I got home first today. This is extremely unusual. So what do I find?

1. A notice to collect a package at a house 11 doors down. Luckily the houses here are very narrow so it's not a long walk. And luckily I'm able to collect the package from a couple of kids who answer the door in their underwear and are very excited to see me. (I don't know them)

What's in the package? Three books and a Laura Cantrell CD. The three books (ordered by Vol-in-Law) are the worrisome thing. They are:

  • The New Thought Police: Inside the Left's assault on free speech and free minds by Tammy Bruce
  • All Must Have Prizes by Melanie Phillips
  • The Abolition of Liberty: The Decline of Order and Justice in England by Peter Hitchens
These all look disturbingly right wing and when they arrive together; it's suspicious. Must remember not to let the Vol-in-Law watch FoxNews unsupervised.

2. A cat in the closet. I came upstairs and heard a faint mewing.
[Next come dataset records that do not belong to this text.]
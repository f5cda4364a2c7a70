// ==========================================
// 商品目录数据导入引擎 - SQLite 连接初始化
// ==========================================
// 目标:
// - 统一所有 Connection::open 的 PRAGMA 行为，避免“部分模块外键开启/部分不开启”
// - 统一 busy_timeout，减少并发写入时的偶发 busy 错误
// - 建库 DDL 集中在本模块, 仓储层与测试复用同一份 schema
// ==========================================

use rusqlite::Connection;
use rusqlite::OptionalExtension;
use std::time::Duration;

/// 默认 busy_timeout（毫秒）
pub const DEFAULT_BUSY_TIMEOUT_MS: u64 = 5_000;

/// 当前代码所期望的 schema_version
pub const CURRENT_SCHEMA_VERSION: i64 = 1;

/// 配置 SQLite 连接的统一 PRAGMA
///
/// 说明：
/// - foreign_keys 需要“每个连接”单独开启
/// - busy_timeout 需要“每个连接”单独配置
pub fn configure_sqlite_connection(conn: &Connection) -> rusqlite::Result<()> {
    conn.execute_batch("PRAGMA foreign_keys = ON;")?;
    conn.busy_timeout(Duration::from_millis(DEFAULT_BUSY_TIMEOUT_MS))?;
    Ok(())
}

/// 打开 SQLite 连接并应用统一配置
pub fn open_sqlite_connection(db_path: &str) -> rusqlite::Result<Connection> {
    let conn = Connection::open(db_path)?;
    configure_sqlite_connection(&conn)?;
    Ok(conn)
}

/// 读取 schema_version（若表不存在则返回 None）
pub fn read_schema_version(conn: &Connection) -> rusqlite::Result<Option<i64>> {
    let has_table: bool = conn
        .query_row(
            "SELECT 1 FROM sqlite_master WHERE type='table' AND name='schema_version' LIMIT 1",
            [],
            |_row| Ok(true),
        )
        .optional()?
        .unwrap_or(false);

    if !has_table {
        return Ok(None);
    }

    let v: Option<i64> = conn.query_row("SELECT MAX(version) FROM schema_version", [], |row| row.get(0))?;
    Ok(v)
}

/// 建库: 创建全部表与索引并登记 schema_version
///
/// # 说明
/// - 所有 DDL 使用 IF NOT EXISTS, 重复调用安全
/// - 配置层默认写入 global 作用域记录
pub fn ensure_schema(conn: &Connection) -> rusqlite::Result<()> {
    conn.execute_batch(
        r#"
        CREATE TABLE IF NOT EXISTS schema_version (
            version INTEGER PRIMARY KEY,
            applied_at TEXT NOT NULL DEFAULT (datetime('now'))
        );

        CREATE TABLE IF NOT EXISTS config_scope (
            scope_id TEXT PRIMARY KEY,
            scope_type TEXT NOT NULL,
            scope_key TEXT NOT NULL,
            created_at TEXT NOT NULL DEFAULT (datetime('now')),
            UNIQUE(scope_type, scope_key)
        );

        INSERT OR IGNORE INTO config_scope (scope_id, scope_type, scope_key)
        VALUES ('global', 'GLOBAL', 'global');

        CREATE TABLE IF NOT EXISTS config_kv (
            scope_id TEXT NOT NULL REFERENCES config_scope(scope_id) ON DELETE CASCADE,
            key TEXT NOT NULL,
            value TEXT NOT NULL,
            updated_at TEXT NOT NULL DEFAULT (datetime('now')),
            PRIMARY KEY (scope_id, key)
        );

        CREATE TABLE IF NOT EXISTS import_job (
            guid TEXT PRIMARY KEY,
            name TEXT NOT NULL,
            source_file TEXT NOT NULL,
            entity_kind TEXT NOT NULL,
            operation TEXT NOT NULL,
            max_allowed_faults INTEGER NOT NULL DEFAULT 0,
            column_delimiter TEXT NOT NULL DEFAULT ',',
            text_qualifier TEXT NOT NULL DEFAULT '"',
            mappings_json TEXT NOT NULL,
            catalog_guid TEXT,
            store_guid TEXT,
            warehouse_guid TEXT,
            dependent_guid TEXT,
            created_at TEXT NOT NULL,
            updated_at TEXT NOT NULL
        );

        CREATE TABLE IF NOT EXISTS import_job_status (
            process_id TEXT PRIMARY KEY,
            job_guid TEXT NOT NULL REFERENCES import_job(guid) ON DELETE CASCADE,
            state TEXT NOT NULL,
            started_by TEXT NOT NULL,
            total_rows INTEGER NOT NULL DEFAULT 0,
            current_row INTEGER NOT NULL DEFAULT 0,
            failed_rows INTEGER NOT NULL DEFAULT 0,
            cancel_requested INTEGER NOT NULL DEFAULT 0,
            start_time TEXT,
            end_time TEXT,
            last_modified TEXT NOT NULL
        );

        CREATE TABLE IF NOT EXISTS import_bad_row (
            id INTEGER PRIMARY KEY AUTOINCREMENT,
            process_id TEXT NOT NULL REFERENCES import_job_status(process_id) ON DELETE CASCADE,
            row_number INTEGER NOT NULL,
            raw_row TEXT NOT NULL,
            faults_json TEXT NOT NULL
        );

        CREATE INDEX IF NOT EXISTS idx_import_bad_row_process
            ON import_bad_row(process_id, row_number);

        CREATE TABLE IF NOT EXISTS catalog_entity (
            entity_kind TEXT NOT NULL,
            guid TEXT NOT NULL,
            scope_guid TEXT NOT NULL DEFAULT '',
            doc_json TEXT NOT NULL,
            updated_at TEXT NOT NULL,
            PRIMARY KEY (entity_kind, guid, scope_guid)
        );

        CREATE TABLE IF NOT EXISTS product_association (
            id INTEGER PRIMARY KEY AUTOINCREMENT,
            catalog_guid TEXT NOT NULL DEFAULT '',
            source_product_guid TEXT NOT NULL,
            target_product_guid TEXT NOT NULL,
            association_type TEXT NOT NULL,
            default_quantity INTEGER NOT NULL DEFAULT 1,
            ordering INTEGER NOT NULL DEFAULT 0
        );

        CREATE INDEX IF NOT EXISTS idx_product_association_source
            ON product_association(catalog_guid, source_product_guid);

        CREATE TABLE IF NOT EXISTS reference_guid (
            ref_kind TEXT NOT NULL,
            guid TEXT NOT NULL,
            scope_guid TEXT NOT NULL DEFAULT '',
            PRIMARY KEY (ref_kind, guid, scope_guid)
        );
        "#,
    )?;

    conn.execute(
        "INSERT OR IGNORE INTO schema_version (version) VALUES (?1)",
        [CURRENT_SCHEMA_VERSION],
    )?;

    Ok(())
}

#[cfg(test)]
mod tests {
    use super::*;
    use tempfile::NamedTempFile;

    #[test]
    fn test_ensure_schema_idempotent() {
        let temp = NamedTempFile::new().unwrap();
        let db_path = temp.path().to_str().unwrap().to_string();

        let conn = open_sqlite_connection(&db_path).unwrap();
        ensure_schema(&conn).unwrap();
        // 重复建库不应报错
        ensure_schema(&conn).unwrap();

        assert_eq!(
            read_schema_version(&conn).unwrap(),
            Some(CURRENT_SCHEMA_VERSION)
        );
    }

    #[test]
    fn test_schema_version_none_on_empty_db() {
        let temp = NamedTempFile::new().unwrap();
        let db_path = temp.path().to_str().unwrap().to_string();

        let conn = open_sqlite_connection(&db_path).unwrap();
        assert_eq!(read_schema_version(&conn).unwrap(), None);
    }
}
// ==========================================
// 商品目录数据导入引擎 - 配置层
// ==========================================
// 职责: 系统配置管理, 门店作用域覆写全局
// 存储: config_scope + config_kv 表
// ==========================================

pub mod config_manager;
pub mod import_config_trait;

// 重导出核心配置管理器
pub use config_manager::{config_keys, ConfigManager, ConfigScope};
pub use import_config_trait::ImportConfigReader;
I followed the sound and discovered that Fancy has been left in the closet all day. Vol-in-Law must have shut her in when he got a shirt out this morning.

Fancy seemed to take the whole thing remarkably well, but then I haven't showed her the books yet.

4 comments:

Vol-in-Law said...

>>These all look disturbingly right wing and when they arrive together; it's suspicious.<<

Heh, just trying to meet amazon's minimum amount for free postage...

>> Must remember not to let the Vol-in-Law watch FoxNews unsupervised.<<

I only watch it ironically... >:)
Actually, the thing about Fox is that it's totalitarian, the producers will lie and misrepresent to further their agenda; I've even seen them take an interviewee's own words and paraphrase them to make it seem he said the exact opposite of what I just heard him say, eg:

General Honore in New Orleans:
"You see any snipers? Baghdad has snipers. I've never worn a (bullet proof) vest here."

Fox:
"General Honore there in New Orleans , talking about the danger of snipers and the need for body armour..."

OTOH if I mix viewing Fox, BBC & CNN liberally enough I reckon I get something approximating the truth. And for the first 5 days of the Katrina disaster I was watching nothing but Fox (the BBC didn't have anyone there yet) - the Fox journos' reports from the scene (qv my Shepard Smith post) were utterly horrifying in the tale they told of government ineptitude & mendacity, and no amount of editorialising from the studio could conceal that.

Vol-in-Law said...

I'll also comment that at the institution I work in, to pass the probation period I had to sit and pass a compulsory (and quite difficult) Diversity test to demonstrate my commitment to Diversity. Just today I had to read a whole bunch of Diversity instruction on how I'm supposed to police my thinking. Though I quite liked the bit about how objecting to someone else's not respecting Diversity could itself be a crime against Diversity. Hm.
I don't think this is entirely in line with academia's commitment to free thought & free comment. The previous place I was at, teaching Intellectual Property, the politically correct line was pro-business pro-enforcement, that made me an anti-IP "information wants to be free" libertarian. I'm a bit iconclastic I guess.

genderist said...

Methinks we might have to send the ViL an Al Franken book for Christmas...

Vol-in-Law said...

I loved Al Franken's "Lies and the Lying Liars who Tell Them: A Fair & Balanced Look at the Right". I don't like totalitarian attempts to create an unquestioned Truth, whoever is doing it. My philosophical heroes include John Locke & Jeremy Bentham.